## [Your task]
The exercise asks you to copy every line below in which "while" appears.

## [Exercise material]
□ □ □ □ □ □ □

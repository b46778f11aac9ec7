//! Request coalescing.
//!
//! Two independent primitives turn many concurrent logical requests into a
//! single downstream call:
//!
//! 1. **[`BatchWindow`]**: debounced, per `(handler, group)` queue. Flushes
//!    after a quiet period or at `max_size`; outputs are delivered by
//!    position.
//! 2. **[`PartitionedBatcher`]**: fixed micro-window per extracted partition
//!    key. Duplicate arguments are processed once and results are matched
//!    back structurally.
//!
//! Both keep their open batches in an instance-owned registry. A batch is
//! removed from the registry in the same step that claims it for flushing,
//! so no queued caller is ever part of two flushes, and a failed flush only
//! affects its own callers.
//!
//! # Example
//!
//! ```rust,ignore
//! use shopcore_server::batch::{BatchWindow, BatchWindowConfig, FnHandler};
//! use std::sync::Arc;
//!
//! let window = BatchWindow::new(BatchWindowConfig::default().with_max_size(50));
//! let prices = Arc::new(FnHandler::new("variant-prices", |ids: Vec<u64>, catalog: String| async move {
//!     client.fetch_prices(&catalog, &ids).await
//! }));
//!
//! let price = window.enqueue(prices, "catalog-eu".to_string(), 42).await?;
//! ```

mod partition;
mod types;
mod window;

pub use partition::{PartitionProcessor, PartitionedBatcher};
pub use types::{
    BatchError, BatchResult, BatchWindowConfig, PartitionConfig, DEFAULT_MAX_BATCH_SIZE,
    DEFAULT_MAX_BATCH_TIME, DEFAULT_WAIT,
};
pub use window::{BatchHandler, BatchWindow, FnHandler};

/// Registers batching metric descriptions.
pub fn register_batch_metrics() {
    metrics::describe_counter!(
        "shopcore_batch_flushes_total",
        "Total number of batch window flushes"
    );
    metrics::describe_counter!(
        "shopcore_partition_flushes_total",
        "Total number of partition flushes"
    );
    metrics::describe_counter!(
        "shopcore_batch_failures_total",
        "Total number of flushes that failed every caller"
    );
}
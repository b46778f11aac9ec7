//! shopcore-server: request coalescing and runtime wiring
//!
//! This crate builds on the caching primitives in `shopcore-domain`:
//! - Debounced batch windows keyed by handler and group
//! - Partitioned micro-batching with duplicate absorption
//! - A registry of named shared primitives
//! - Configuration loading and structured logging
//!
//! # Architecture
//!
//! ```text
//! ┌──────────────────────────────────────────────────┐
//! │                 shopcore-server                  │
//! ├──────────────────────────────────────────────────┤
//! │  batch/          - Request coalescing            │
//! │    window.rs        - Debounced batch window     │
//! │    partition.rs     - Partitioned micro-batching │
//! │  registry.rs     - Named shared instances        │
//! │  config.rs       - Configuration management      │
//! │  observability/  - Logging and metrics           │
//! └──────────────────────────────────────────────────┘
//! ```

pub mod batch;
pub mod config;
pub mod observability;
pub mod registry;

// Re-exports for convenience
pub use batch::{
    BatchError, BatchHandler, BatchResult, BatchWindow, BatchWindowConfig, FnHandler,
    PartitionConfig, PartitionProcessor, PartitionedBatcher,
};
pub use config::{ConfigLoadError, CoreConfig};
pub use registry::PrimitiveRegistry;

□ □ □ □ □ □ □

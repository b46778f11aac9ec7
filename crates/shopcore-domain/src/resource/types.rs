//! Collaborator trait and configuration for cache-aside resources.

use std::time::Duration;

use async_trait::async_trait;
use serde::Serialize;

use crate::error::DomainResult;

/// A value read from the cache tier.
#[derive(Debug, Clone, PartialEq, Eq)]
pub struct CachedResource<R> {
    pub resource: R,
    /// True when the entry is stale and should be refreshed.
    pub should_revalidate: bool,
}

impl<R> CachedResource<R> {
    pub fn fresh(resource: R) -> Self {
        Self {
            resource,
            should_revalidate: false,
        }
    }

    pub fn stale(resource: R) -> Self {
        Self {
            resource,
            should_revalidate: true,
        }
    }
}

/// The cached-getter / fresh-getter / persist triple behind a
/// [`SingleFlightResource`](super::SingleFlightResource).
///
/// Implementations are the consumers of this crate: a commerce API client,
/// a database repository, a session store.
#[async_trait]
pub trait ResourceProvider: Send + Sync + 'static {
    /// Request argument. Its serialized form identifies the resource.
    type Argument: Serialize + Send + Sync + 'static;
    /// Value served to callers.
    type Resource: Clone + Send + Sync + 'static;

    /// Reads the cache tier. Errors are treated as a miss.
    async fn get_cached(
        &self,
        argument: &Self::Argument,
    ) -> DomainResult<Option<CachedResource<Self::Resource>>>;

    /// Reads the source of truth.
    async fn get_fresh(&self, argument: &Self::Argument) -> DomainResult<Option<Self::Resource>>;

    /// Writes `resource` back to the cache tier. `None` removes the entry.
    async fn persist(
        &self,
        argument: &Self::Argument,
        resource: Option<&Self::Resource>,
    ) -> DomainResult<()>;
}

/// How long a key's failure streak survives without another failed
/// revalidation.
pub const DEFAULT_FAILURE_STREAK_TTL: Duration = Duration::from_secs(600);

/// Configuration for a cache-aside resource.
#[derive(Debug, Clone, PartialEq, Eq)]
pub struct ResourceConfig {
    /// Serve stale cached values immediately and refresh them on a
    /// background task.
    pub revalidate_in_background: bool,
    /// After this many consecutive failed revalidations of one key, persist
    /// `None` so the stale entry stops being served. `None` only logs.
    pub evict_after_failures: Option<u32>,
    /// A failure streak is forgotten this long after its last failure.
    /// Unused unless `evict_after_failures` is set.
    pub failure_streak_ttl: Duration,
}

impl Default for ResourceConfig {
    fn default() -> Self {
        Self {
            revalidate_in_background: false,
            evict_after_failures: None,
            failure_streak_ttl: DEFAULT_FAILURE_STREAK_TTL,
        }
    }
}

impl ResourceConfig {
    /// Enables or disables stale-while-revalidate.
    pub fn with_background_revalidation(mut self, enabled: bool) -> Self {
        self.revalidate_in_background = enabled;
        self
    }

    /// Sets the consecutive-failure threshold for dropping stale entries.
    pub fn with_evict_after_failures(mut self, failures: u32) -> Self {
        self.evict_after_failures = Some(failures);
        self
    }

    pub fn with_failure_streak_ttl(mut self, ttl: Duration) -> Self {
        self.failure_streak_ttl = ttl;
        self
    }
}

□ □ □ □ □ □ □

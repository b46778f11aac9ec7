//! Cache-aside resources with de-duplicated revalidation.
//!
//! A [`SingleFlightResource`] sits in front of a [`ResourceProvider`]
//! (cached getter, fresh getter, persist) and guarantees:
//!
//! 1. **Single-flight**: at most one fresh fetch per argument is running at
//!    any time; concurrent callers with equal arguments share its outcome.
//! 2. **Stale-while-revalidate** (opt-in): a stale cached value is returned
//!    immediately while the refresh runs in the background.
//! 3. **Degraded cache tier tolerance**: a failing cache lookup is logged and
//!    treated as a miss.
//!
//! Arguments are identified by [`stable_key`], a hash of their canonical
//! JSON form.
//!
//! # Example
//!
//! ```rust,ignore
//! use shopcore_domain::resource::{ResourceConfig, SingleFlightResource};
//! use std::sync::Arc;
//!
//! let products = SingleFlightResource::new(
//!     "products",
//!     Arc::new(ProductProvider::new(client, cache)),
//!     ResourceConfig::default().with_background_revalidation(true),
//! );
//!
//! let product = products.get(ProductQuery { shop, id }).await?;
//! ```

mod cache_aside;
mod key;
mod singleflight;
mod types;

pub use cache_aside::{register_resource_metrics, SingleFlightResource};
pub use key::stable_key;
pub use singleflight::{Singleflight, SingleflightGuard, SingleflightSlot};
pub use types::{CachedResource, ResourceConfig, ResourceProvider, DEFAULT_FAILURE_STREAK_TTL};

□ □ □ □ □ □ □

## [Exercise answer]
    /// Enables or disables stale-while-revalidate.
//! 2. **Stale-while-revalidate** (opt-in): a stale cached value is returned
//!    immediately while the refresh runs in the background.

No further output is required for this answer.